* What is being asked
Every entry below needs to be repeated exactly.

* Stored data
________________________
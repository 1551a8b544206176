//! The composed configuration tree: a YAML-backed document with deep merge,
//! dotted-path access under an optional strict-mode contract, and a small
//! interpolation cache that is transplanted across sweep siblings so that
//! resolved values (like `${now}`) stay reproducible.

use std::cell::RefCell;
use std::collections::HashMap;
use std::rc::Rc;

use serde_yaml::Value;

use crate::error::ComposerError;

/// Memoized resolutions for interpolation expressions, shared by clone so a
/// sweep child can inherit its parent's already-resolved values.
#[derive(Debug, Clone, Default)]
pub struct InterpolationCache(Rc<RefCell<HashMap<String, String>>>);

impl InterpolationCache {
    pub fn new() -> Self {
        Self::default()
    }

    fn resolve_now(&self) -> String {
        self.0
            .borrow_mut()
            .entry("now".to_string())
            .or_insert_with(now_string)
            .clone()
    }
}

fn now_string() -> String {
    std::time::SystemTime::now()
        .duration_since(std::time::UNIX_EPOCH)
        .map(|d| d.as_secs().to_string())
        .unwrap_or_else(|_| "0".to_string())
}

/// A structured configuration tree: maps, sequences, and scalars.
#[derive(Debug, Clone)]
pub struct Document {
    value: Value,
    cache: InterpolationCache,
}

impl Document {
    pub fn new(value: Value) -> Self {
        Self {
            value,
            cache: InterpolationCache::new(),
        }
    }

    pub fn empty() -> Self {
        Self::new(Value::Mapping(Default::default()))
    }

    pub fn value(&self) -> &Value {
        &self.value
    }

    pub fn into_value(self) -> Value {
        self.value
    }

    pub fn cache(&self) -> InterpolationCache {
        self.cache.clone()
    }

    pub fn set_cache(&mut self, cache: InterpolationCache) {
        self.cache = cache;
    }

    /// Right-biased deep merge: `overlay`'s scalars and lists replace `self`'s;
    /// mappings recurse key by key.
    pub fn merge(&mut self, overlay: &Document) {
        let base = std::mem::replace(&mut self.value, Value::Null);
        self.value = deep_merge(base, overlay.value.clone());
    }

    pub fn get_path(&self, path: &str) -> Option<&Value> {
        let mut cur = &self.value;
        for segment in path.split('.') {
            cur = cur.as_mapping()?.get(Value::String(segment.to_string()))?;
        }
        Some(cur)
    }

    /// Set a dotted-path value. When `strict` is true, every segment along the
    /// path (including the leaf) must already exist; writing a wholly new key
    /// is a [`ComposerError::StrictViolation`]. When false, missing
    /// intermediate maps and leaves are created.
    pub fn set_path(&mut self, path: &str, new_value: Value, strict: bool) -> Result<(), ComposerError> {
        let segments: Vec<&str> = path.split('.').collect();
        set_path_recursive(&mut self.value, &segments, new_value, strict, path)
    }

    /// Remove a dotted-path key if present. A no-op when any segment along
    /// the path (including the leaf) doesn't exist.
    pub fn remove_path(&mut self, path: &str) {
        let segments: Vec<&str> = path.split('.').collect();
        remove_path_recursive(&mut self.value, &segments);
    }

    /// Resolve `${dotted.path}` and `${now}` references against this
    /// document's own tree, memoizing in the interpolation cache.
    pub fn resolve_interpolations(&mut self) {
        let root_snapshot = self.value.clone();
        resolve_node(&mut self.value, &root_snapshot, &self.cache);
    }
}

pub fn deep_merge(base: Value, overlay: Value) -> Value {
    match (base, overlay) {
        (Value::Mapping(mut base_map), Value::Mapping(overlay_map)) => {
            for (key, overlay_val) in overlay_map {
                let merged = match base_map.remove(&key) {
                    Some(base_val) => deep_merge(base_val, overlay_val),
                    None => overlay_val,
                };
                base_map.insert(key, merged);
            }
            Value::Mapping(base_map)
        }
        (_, overlay_val) => overlay_val,
    }
}

fn set_path_recursive(
    value: &mut Value,
    segments: &[&str],
    new_value: Value,
    strict: bool,
    full_path: &str,
) -> Result<(), ComposerError> {
    if !value.is_mapping() {
        *value = Value::Mapping(Default::default());
    }
    let map = value.as_mapping_mut().expect("just coerced to mapping");
    let key = Value::String(segments[0].to_string());

    if segments.len() == 1 {
        if strict && !map.contains_key(&key) {
            return Err(ComposerError::StrictViolation {
                key: full_path.to_string(),
            });
        }
        map.insert(key, new_value);
        return Ok(());
    }

    if strict && !map.contains_key(&key) {
        return Err(ComposerError::StrictViolation {
            key: full_path.to_string(),
        });
    }
    let entry = map
        .entry(key)
        .or_insert_with(|| Value::Mapping(Default::default()));
    set_path_recursive(entry, &segments[1..], new_value, strict, full_path)
}

fn remove_path_recursive(value: &mut Value, segments: &[&str]) {
    let Some(map) = value.as_mapping_mut() else {
        return;
    };
    if segments.len() == 1 {
        map.remove(Value::String(segments[0].to_string()));
        return;
    }
    if let Some(entry) = map.get_mut(Value::String(segments[0].to_string())) {
        remove_path_recursive(entry, &segments[1..]);
    }
}

fn resolve_node(node: &mut Value, root: &Value, cache: &InterpolationCache) {
    match node {
        Value::String(s) => {
            if let Some(resolved) = resolve_string(s, root, cache) {
                *s = resolved;
            }
        }
        Value::Mapping(map) => {
            for (_, v) in map.iter_mut() {
                resolve_node(v, root, cache);
            }
        }
        Value::Sequence(seq) => {
            for v in seq.iter_mut() {
                resolve_node(v, root, cache);
            }
        }
        _ => {}
    }
}

fn resolve_string(s: &str, root: &Value, cache: &InterpolationCache) -> Option<String> {
    let expr = s.strip_prefix("${")?.strip_suffix('}')?;
    if expr == "now" {
        return Some(cache.resolve_now());
    }
    let mut cur = root;
    for segment in expr.split('.') {
        cur = cur.as_mapping()?.get(Value::String(segment.to_string()))?;
    }
    Some(scalar_to_string(cur))
}

fn scalar_to_string(value: &Value) -> String {
    match value {
        Value::String(s) => s.clone(),
        Value::Bool(b) => b.to_string(),
        Value::Number(n) => n.to_string(),
        Value::Null => String::new(),
        other => serde_yaml::to_string(other).unwrap_or_default().trim().to_string(),
    }
}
________________________
* Result of this task
repository 1551a8b544206176
//! The composed configuration tree: a YAML-backed document with deep merge,
//! dotted-path access under an optional strict-mode contract, and a small
//! interpolation cache that is transplanted across sweep siblings so that
//! resolved values (like `${now}`) stay reproducible.

use std::cell::RefCell;
use std::collections::HashMap;
use std::rc::Rc;

use serde_yaml::Value;

use crate::error::ComposerError;

/// Memoized resolutions for interpolation expressions, shared by clone so a
/// sweep child can inherit its parent's already-resolved values.
#[derive(Debug, Clone, Default)]
pub struct InterpolationCache(Rc<RefCell<HashMap<String, String>>>);

impl InterpolationCache {
    pub fn new() -> Self {
        Self::default()
    }

    fn resolve_now(&self) -> String {
        self.0
            .borrow_mut()
            .entry("now".to_string())
            .or_insert_with(now_string)
            .clone()
    }
}

fn now_string() -> String {
    std::time::SystemTime::now()
        .duration_since(std::time::UNIX_EPOCH)
        .map(|d| d.as_secs().to_string())
        .unwrap_or_else(|_| "0".to_string())
}

/// A structured configuration tree: maps, sequences, and scalars.
#[derive(Debug, Clone)]
pub struct Document {
    value: Value,
    cache: InterpolationCache,
}

impl Document {
    pub fn new(value: Value) -> Self {
        Self {
            value,
            cache: InterpolationCache::new(),
        }
    }

    pub fn empty() -> Self {
        Self::new(Value::Mapping(Default::default()))
    }

    pub fn value(&self) -> &Value {
        &self.value
    }

    pub fn into_value(self) -> Value {
        self.value
    }

    pub fn cache(&self) -> InterpolationCache {
        self.cache.clone()
    }

    pub fn set_cache(&mut self, cache: InterpolationCache) {
        self.cache = cache;
    }

    /// Right-biased deep merge: `overlay`'s scalars and lists replace `self`'s;
    /// mappings recurse key by key.
    pub fn merge(&mut self, overlay: &Document) {
        let base = std::mem::replace(&mut self.value, Value::Null);
        self.value = deep_merge(base, overlay.value.clone());
    }

    pub fn get_path(&self, path: &str) -> Option<&Value> {
        let mut cur = &self.value;
        for segment in path.split('.') {
            cur = cur.as_mapping()?.get(Value::String(segment.to_string()))?;
        }
        Some(cur)
    }

    /// Set a dotted-path value. When `strict` is true, every segment along the
    /// path (including the leaf) must already exist; writing a wholly new key
    /// is a [`ComposerError::StrictViolation`]. When false, missing
    /// intermediate maps and leaves are created.
    pub fn set_path(&mut self, path: &str, new_value: Value, strict: bool) -> Result<(), ComposerError> {
        let segments: Vec<&str> = path.split('.').collect();
        set_path_recursive(&mut self.value, &segments, new_value, strict, path)
    }

    /// Remove a dotted-path key if present. A no-op when any segment along
    /// the path (including the leaf) doesn't exist.
    pub fn remove_path(&mut self, path: &str) {
        let segments: Vec<&str> = path.split('.').collect();
        remove_path_recursive(&mut self.value, &segments);
    }

    /// Resolve `${dotted.path}` and `${now}` references against this
    /// document's own tree, memoizing in the interpolation cache.
    pub fn resolve_interpolations(&mut self) {
        let root_snapshot = self.value.clone();
        resolve_node(&mut self.value, &root_snapshot, &self.cache);
    }
}

pub fn deep_merge(base: Value, overlay: Value) -> Value {
    match (base, overlay) {
        (Value::Mapping(mut base_map), Value::Mapping(overlay_map)) => {
            for (key, overlay_val) in overlay_map {
                let merged = match base_map.remove(&key) {
                    Some(base_val) => deep_merge(base_val, overlay_val),
                    None => overlay_val,
                };
                base_map.insert(key, merged);
            }
            Value::Mapping(base_map)
        }
        (_, overlay_val) => overlay_val,
    }
}

fn set_path_recursive(
    value: &mut Value,
    segments: &[&str],
    new_value: Value,
    strict: bool,
    full_path: &str,
) -> Result<(), ComposerError> {
    if !value.is_mapping() {
        *value = Value::Mapping(Default::default());
    }
    let map = value.as_mapping_mut().expect("just coerced to mapping");
    let key = Value::String(segments[0].to_string());

    if segments.len() == 1 {
        if strict && !map.contains_key(&key) {
            return Err(ComposerError::StrictViolation {
                key: full_path.to_string(),
            });
        }
        map.insert(key, new_value);
        return Ok(());
    }

    if strict && !map.contains_key(&key) {
        return Err(ComposerError::StrictViolation {
            key: full_path.to_string(),
        });
    }
    let entry = map
        .entry(key)
        .or_insert_with(|| Value::Mapping(Default::default()));
    set_path_recursive(entry, &segments[1..], new_value, strict, full_path)
}

fn remove_path_recursive(value: &mut Value, segments: &[&str]) {
    let Some(map) = value.as_mapping_mut() else {
        return;
    };
    if segments.len() == 1 {
        map.remove(Value::String(segments[0].to_string()));
        return;
    }
    if let Some(entry) = map.get_mut(Value::String(segments[0].to_string())) {
        remove_path_recursive(entry, &segments[1..]);
    }
}

fn resolve_node(node: &mut Value, root: &Value, cache: &InterpolationCache) {
    match node {
        Value::String(s) => {
            if let Some(resolved) = resolve_string(s, root, cache) {
                *s = resolved;
            }
        }
        Value::Mapping(map) => {
            for (_, v) in map.iter_mut() {
                resolve_node(v, root, cache);
            }
        }
        Value::Sequence(seq) => {
            for v in seq.iter_mut() {
                resolve_node(v, root, cache);
            }
        }
        _ => {}
    }
}

fn resolve_string(s: &str, root: &Value, cache: &InterpolationCache) -> Option<String> {
    let expr = s.strip_prefix("${")?.strip_suffix('}')?;
    if expr == "now" {
        return Some(cache.resolve_now());
    }
    let mut cur = root;
    for segment in expr.split('.') {
        cur = cur.as_mapping()?.get(Value::String(segment.to_string()))?;
    }
    Some(scalar_to_string(cur))
}

fn scalar_to_string(value: &Value) -> String {
    match value {
        Value::String(s) => s.clone(),
        Value::Bool(b) => b.to_string(),
        Value::Number(n) => n.to_string(),
        Value::Null => String::new(),
        other => serde_yaml::to_string(other).unwrap_or_default().trim().to_string(),
    }
}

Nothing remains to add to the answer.